Jardin de l’Hôtel-Dieu de Lévis (1903) (Photo: Anselme-Romuald Roy / Archives du Monastère des Augustines de Lévis)

Dès le début de la colonie, les communautés religieuses ont contribué énormément au savoir sur l’agriculture mais aussi dans de multiples sphères telles l’éducation, la santé, les sciences, etc.
Malheureusement, elles disparaissent. L’un des défis de cette décroissance concerne la gestion du patrimoine matériel (bâtiments, objets, fonds d’archives, terrains…). Qu’en fera t-on? Qui gèrera les avoirs? De quelles manières cet héritage pourra t-il encore servir en respectant la philosophie de chacune de ces communautés?  Les Augustines, regroupement dédié aux malades et présentes au Québec depuis 1695, développent un projet (voir vidéo – sauvegarde d’un patrimoine humanitaire) où la population pourra re-découvrir et ré-accéder à cette richesse inestimable du passé.
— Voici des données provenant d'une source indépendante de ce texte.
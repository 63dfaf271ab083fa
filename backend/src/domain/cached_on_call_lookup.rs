//! Read-through on-call lookup.
//!
//! The facade answers from the roster cache when it can and falls back to
//! the on-call directory on a miss, writing the fetched roster back with the
//! configured TTL. Cache failures never reach the caller: they are logged and
//! treated as misses. Source failures surface only when no roster for the key
//! has been seen by this process; otherwise the last good roster is served.

use std::collections::HashMap;
use std::sync::{Arc, PoisonError, RwLock};
use std::time::Duration;

use async_trait::async_trait;
use tracing::{debug, warn};

use super::deadline::within;
use crate::domain::OnCallRoster;
use crate::domain::ports::{
    CacheKey, OnCallLookup, OnCallLookupError, OnCallSource, OnCallSourceError, RosterCache,
    RosterCacheError,
};

/// Tunables for [`CachedOnCallLookup`].
#[derive(Debug, Clone, Copy, PartialEq, Eq)]
pub struct OnCallLookupConfig {
    /// Lifetime of entries written after a miss.
    pub ttl: Duration,
    /// Budget for each individual cache or source call.
    pub operation_timeout: Duration,
}

impl Default for OnCallLookupConfig {
    fn default() -> Self {
        Self {
            ttl: Duration::from_secs(300),
            operation_timeout: Duration::from_secs(2),
        }
    }
}

/// Read-through implementation of [`OnCallLookup`].
pub struct CachedOnCallLookup {
    cache: Arc<dyn RosterCache>,
    source: Arc<dyn OnCallSource>,
    config: OnCallLookupConfig,
    last_known: RwLock<HashMap<CacheKey, OnCallRoster>>,
}

impl CachedOnCallLookup {
    /// Compose the facade from its cache and source.
    ///
    /// # Examples
    /// ```rust,ignore
    /// let lookup = CachedOnCallLookup::new(cache, directory, OnCallLookupConfig::default());
    /// let roster = lookup.resolve(&CacheKey::new("oncall")?).await?;
    /// ```
    pub fn new(
        cache: Arc<dyn RosterCache>,
        source: Arc<dyn OnCallSource>,
        config: OnCallLookupConfig,
    ) -> Self {
        Self {
            cache,
            source,
            config,
            last_known: RwLock::new(HashMap::new()),
        }
    }

    async fn read_cache(&self, key: &CacheKey) -> Option<OnCallRoster> {
        let outcome = within(self.config.operation_timeout, self.cache.get(key), || {
            RosterCacheError::timeout("get")
        })
        .await;
        match outcome {
            Ok(hit) => hit,
            Err(error) => {
                warn!(%key, %error, "roster cache read failed; treating as miss");
                None
            }
        }
    }

    async fn write_cache(&self, key: &CacheKey, roster: &OnCallRoster) {
        let outcome = within(
            self.config.operation_timeout,
            self.cache.set(key, roster, self.config.ttl),
            || RosterCacheError::timeout("set"),
        )
        .await;
        if let Err(error) = outcome {
            warn!(%key, %error, "roster cache write failed after source fetch");
        }
    }

    async fn fetch_source(&self, key: &CacheKey) -> Result<OnCallRoster, OnCallSourceError> {
        within(self.config.operation_timeout, self.source.fetch(key), || {
            OnCallSourceError::timeout(format!(
                "no answer within {}ms",
                self.config.operation_timeout.as_millis()
            ))
        })
        .await
    }

    fn remember(&self, key: &CacheKey, roster: &OnCallRoster) {
        self.last_known
            .write()
            .unwrap_or_else(PoisonError::into_inner)
            .insert(key.clone(), roster.clone());
    }

    fn last_known(&self, key: &CacheKey) -> Option<OnCallRoster> {
        self.last_known
            .read()
            .unwrap_or_else(PoisonError::into_inner)
            .get(key)
            .cloned()
    }
}

#[async_trait]
impl OnCallLookup for CachedOnCallLookup {
    async fn resolve(&self, key: &CacheKey) -> Result<OnCallRoster, OnCallLookupError> {
        if let Some(roster) = self.read_cache(key).await {
            debug!(%key, "roster cache hit");
            return Ok(roster);
        }

        match self.fetch_source(key).await {
            Ok(roster) => {
                self.write_cache(key, &roster).await;
                self.remember(key, &roster);
                Ok(roster)
            }
            Err(error) => match self.last_known(key) {
                Some(stale) => {
                    warn!(
                        %key,
                        %error,
                        fetched_at = %stale.fetched_at(),
                        "on-call source failed; serving last known roster"
                    );
                    Ok(stale)
                }
                None => {
                    warn!(%key, %error, "on-call source failed with nothing cached");
                    Err(OnCallLookupError::lookup_failed(
                        key.as_str(),
                        error.to_string(),
                    ))
                }
            },
        }
    }
}

#[cfg(test)]
#[path = "cached_on_call_lookup_tests.rs"]
mod tests;
use std::fmt;

/// First runtime version that ships the liveness-allocation API, i.e. the
/// protocol where the caller owns the world pause and supplies a grow/shrink
/// buffer allocator. Older runtimes bracket the pause themselves.
pub const LIVENESS_ALLOCATION_API: RuntimeVersion = RuntimeVersion::new(2021, 2, 0);

#[derive(Copy, Clone, Debug, PartialEq, Eq, PartialOrd, Ord)]
pub struct RuntimeVersion {
    pub major: u32,
    pub minor: u32,
    pub patch: u32,
}

impl RuntimeVersion {
    pub const fn new(major: u32, minor: u32, patch: u32) -> RuntimeVersion {
        RuntimeVersion {
            major,
            minor,
            patch,
        }
    }

    /// Parses version strings as reported by the runtime, e.g. `2021.2.0f1`
    /// or `5.6.3p2`. Missing components default to 0, trailing release
    /// suffixes are ignored.
    pub fn parse(text: &str) -> Option<RuntimeVersion> {
        let mut parts = text.trim().split('.');

        let major = leading_number(parts.next()?)?;
        let minor = match parts.next() {
            Some(part) => leading_number(part)?,
            None => 0,
        };
        let patch = match parts.next() {
            Some(part) => leading_number(part)?,
            None => 0,
        };

        Some(RuntimeVersion::new(major, minor, patch))
    }
}

impl fmt::Display for RuntimeVersion {
    fn fmt(&self, f: &mut fmt::Formatter) -> fmt::Result {
        write!(f, "{}.{}.{}", self.major, self.minor, self.patch)
    }
}

fn leading_number(text: &str) -> Option<u32> {
    let end = text
        .find(|ch: char| !ch.is_ascii_digit())
        .unwrap_or(text.len());
    text[..end].parse().ok()
}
Par exemple, l’association des pharmaciens des établissements de santé du Québec ont publié un document gratuit intitulé « Histoire de la pharmacie hospitalière au Québec. De l’apothicaire au spécialiste » dans lequel l’oeuvre s’inspire beaucoup des compétences développées, entre autre, par les Augustines. Ce n’est pas pour rien si à l’époque elles créent des jardins et des potagers car les apothicairesses, poste prestigieux dans les premiers hôpitaux, concevaient drogues et médicaments à partir de plantes qu’elles cultivaient.